Work to be completed
If a line in the records below contains the word "struct", copy it.

Listed entries

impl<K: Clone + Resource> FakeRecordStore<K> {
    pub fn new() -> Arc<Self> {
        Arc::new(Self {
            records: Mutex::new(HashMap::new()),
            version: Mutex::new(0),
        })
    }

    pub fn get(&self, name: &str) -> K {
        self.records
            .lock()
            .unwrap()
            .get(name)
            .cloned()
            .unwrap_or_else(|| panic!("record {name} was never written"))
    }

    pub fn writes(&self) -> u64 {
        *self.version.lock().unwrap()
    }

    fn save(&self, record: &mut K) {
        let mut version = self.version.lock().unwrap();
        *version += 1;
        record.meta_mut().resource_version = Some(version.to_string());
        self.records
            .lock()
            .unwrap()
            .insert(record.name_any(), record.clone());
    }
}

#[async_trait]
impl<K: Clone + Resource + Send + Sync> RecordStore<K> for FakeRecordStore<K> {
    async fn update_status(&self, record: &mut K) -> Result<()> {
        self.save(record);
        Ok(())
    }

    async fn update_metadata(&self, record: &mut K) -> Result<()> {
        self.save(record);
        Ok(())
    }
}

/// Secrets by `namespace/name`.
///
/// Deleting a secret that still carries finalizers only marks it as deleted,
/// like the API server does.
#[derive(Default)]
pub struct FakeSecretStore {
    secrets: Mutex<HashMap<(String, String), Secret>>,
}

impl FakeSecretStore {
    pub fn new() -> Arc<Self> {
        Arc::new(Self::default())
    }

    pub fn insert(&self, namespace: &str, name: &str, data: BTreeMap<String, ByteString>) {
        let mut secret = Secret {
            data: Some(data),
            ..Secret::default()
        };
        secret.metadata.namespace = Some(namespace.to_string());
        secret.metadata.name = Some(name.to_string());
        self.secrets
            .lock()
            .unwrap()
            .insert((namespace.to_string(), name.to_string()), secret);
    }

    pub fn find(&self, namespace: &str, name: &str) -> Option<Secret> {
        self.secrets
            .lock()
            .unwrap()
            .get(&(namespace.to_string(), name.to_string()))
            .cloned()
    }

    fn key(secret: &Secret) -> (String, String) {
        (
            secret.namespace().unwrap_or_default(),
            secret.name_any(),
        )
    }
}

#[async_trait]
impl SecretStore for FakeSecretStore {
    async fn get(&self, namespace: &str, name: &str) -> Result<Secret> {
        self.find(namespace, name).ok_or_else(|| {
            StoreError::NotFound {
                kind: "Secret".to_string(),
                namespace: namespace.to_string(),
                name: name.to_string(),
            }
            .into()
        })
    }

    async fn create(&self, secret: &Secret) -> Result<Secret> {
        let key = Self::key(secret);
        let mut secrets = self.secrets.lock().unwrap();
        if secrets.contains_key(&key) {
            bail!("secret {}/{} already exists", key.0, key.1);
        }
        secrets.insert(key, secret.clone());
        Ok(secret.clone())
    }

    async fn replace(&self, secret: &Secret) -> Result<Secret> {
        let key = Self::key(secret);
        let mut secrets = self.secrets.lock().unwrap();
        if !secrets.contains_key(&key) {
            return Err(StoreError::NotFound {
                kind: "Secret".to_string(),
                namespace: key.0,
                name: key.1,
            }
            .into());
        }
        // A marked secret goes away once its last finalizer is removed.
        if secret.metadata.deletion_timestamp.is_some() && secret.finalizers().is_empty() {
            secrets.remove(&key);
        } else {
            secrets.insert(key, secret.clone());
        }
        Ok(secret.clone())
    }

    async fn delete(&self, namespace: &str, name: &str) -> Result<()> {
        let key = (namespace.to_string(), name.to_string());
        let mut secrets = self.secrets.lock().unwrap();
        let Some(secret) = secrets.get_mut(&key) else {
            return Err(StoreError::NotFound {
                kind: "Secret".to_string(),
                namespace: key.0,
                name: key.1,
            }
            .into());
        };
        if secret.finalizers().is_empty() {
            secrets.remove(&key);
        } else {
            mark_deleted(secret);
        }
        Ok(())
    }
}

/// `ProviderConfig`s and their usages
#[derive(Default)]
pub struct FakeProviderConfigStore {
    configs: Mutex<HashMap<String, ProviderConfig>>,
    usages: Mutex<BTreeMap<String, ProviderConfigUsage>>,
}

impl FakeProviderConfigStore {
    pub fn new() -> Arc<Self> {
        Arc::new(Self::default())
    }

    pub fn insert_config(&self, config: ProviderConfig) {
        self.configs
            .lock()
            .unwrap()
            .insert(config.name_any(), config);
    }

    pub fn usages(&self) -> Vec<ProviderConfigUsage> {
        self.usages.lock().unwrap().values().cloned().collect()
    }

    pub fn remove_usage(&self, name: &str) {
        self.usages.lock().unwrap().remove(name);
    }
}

Result of this task
pub struct FakeSecretStore {
pub struct FakeProviderConfigStore {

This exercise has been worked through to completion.